DATA SECTION:
<<<<

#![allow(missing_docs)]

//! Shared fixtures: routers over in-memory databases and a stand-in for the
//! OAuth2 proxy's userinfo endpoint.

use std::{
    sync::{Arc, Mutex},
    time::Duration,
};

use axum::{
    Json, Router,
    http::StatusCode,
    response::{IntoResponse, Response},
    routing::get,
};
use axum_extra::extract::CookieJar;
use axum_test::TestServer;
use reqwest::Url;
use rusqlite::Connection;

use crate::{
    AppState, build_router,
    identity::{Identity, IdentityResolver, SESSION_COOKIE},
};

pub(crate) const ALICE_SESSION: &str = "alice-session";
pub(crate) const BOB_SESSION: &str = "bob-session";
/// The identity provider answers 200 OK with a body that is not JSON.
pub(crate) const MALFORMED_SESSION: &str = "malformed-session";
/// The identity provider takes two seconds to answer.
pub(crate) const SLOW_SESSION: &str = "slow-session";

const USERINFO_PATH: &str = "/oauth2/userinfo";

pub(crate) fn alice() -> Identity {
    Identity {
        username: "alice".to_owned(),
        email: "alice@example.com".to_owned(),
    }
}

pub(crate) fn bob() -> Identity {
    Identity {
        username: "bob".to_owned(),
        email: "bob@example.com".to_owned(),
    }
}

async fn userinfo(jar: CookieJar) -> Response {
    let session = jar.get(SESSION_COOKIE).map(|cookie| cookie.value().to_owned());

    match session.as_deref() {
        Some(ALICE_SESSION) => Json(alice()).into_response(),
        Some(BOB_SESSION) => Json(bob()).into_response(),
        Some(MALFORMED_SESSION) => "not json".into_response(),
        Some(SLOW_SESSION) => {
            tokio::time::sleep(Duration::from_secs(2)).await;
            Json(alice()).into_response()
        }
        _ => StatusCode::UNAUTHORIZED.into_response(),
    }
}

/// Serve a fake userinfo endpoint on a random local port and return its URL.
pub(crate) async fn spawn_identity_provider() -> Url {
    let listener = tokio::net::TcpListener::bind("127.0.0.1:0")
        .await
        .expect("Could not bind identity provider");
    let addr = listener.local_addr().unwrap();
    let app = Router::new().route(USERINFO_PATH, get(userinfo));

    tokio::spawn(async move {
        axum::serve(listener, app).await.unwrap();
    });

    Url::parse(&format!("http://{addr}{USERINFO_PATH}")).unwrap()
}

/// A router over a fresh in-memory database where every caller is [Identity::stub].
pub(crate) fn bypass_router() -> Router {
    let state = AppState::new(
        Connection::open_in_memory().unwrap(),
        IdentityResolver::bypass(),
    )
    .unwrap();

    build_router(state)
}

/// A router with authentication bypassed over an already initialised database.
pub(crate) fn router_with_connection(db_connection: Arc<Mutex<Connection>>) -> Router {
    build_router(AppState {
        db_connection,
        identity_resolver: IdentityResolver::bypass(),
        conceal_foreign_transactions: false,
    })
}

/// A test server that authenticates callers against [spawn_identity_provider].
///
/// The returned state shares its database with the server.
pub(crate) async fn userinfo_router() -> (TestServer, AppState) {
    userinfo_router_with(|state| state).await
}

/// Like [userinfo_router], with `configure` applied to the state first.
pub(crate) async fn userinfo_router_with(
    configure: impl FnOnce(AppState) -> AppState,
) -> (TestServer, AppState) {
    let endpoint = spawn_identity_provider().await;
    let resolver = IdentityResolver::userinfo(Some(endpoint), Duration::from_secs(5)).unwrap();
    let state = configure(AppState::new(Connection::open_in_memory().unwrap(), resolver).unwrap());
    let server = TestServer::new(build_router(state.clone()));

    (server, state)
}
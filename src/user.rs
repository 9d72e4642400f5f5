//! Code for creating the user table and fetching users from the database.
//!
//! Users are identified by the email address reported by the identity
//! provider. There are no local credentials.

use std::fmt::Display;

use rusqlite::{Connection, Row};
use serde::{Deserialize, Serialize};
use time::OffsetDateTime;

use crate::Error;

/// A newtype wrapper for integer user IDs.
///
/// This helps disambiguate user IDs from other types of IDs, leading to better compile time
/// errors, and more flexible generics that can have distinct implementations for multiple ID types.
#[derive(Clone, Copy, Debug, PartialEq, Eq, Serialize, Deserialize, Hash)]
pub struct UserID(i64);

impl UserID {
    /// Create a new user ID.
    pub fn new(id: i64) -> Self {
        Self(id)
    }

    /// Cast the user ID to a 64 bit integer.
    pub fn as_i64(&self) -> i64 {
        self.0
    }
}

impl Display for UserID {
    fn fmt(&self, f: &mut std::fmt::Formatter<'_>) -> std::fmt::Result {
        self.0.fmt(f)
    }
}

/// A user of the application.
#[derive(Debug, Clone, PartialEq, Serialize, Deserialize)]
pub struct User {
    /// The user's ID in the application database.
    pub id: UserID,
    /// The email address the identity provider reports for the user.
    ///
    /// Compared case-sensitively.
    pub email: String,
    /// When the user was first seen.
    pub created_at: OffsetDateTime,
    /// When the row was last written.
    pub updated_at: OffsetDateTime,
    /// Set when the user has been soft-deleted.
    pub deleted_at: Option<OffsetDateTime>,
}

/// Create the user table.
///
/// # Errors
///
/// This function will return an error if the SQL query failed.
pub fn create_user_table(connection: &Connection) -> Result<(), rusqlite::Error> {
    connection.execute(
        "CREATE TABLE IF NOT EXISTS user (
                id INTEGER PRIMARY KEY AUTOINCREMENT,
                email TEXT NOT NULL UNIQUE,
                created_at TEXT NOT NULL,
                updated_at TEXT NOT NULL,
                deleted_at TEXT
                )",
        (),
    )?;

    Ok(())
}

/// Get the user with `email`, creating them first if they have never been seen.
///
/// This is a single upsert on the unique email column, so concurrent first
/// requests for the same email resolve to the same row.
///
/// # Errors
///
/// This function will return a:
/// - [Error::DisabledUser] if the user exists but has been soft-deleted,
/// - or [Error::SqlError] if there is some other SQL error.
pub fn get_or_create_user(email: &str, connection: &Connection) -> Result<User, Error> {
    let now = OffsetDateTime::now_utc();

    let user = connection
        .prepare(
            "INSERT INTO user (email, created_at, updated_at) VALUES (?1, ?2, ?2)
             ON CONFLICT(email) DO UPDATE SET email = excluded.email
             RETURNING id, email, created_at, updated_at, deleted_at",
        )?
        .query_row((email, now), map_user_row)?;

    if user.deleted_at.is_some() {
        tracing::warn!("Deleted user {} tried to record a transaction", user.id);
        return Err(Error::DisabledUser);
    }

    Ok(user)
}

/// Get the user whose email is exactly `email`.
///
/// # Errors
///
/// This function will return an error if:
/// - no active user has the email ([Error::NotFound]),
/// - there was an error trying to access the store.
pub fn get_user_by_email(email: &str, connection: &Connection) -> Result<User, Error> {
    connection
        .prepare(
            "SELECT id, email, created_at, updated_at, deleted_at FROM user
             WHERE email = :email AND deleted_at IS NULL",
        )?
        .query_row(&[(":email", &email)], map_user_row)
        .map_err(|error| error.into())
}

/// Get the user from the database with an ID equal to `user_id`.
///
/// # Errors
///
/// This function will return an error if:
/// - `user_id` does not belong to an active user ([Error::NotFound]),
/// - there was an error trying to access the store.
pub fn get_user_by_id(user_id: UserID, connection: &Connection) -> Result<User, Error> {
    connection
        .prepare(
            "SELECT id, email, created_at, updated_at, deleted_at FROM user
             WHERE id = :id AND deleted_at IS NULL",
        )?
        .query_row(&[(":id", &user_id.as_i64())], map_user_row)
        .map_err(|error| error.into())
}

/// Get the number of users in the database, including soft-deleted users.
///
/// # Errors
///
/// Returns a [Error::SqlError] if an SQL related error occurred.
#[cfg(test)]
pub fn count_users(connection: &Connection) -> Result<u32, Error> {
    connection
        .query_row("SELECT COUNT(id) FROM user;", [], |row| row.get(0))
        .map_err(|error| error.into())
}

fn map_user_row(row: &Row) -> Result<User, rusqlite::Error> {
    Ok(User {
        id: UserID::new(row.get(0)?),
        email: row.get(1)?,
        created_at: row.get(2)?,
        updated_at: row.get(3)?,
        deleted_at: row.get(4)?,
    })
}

>>>>

TASK DETAILS:
In the listing above, find each line where "This" occurs and copy it.

ANSWER AREA:
/// This helps disambiguate user IDs from other types of IDs, leading to better compile time
/// This function will return an error if the SQL query failed.
/// This is a single upsert on the unique email column, so concurrent first
/// This function will return a:
/// This function will return an error if:
/// This function will return an error if:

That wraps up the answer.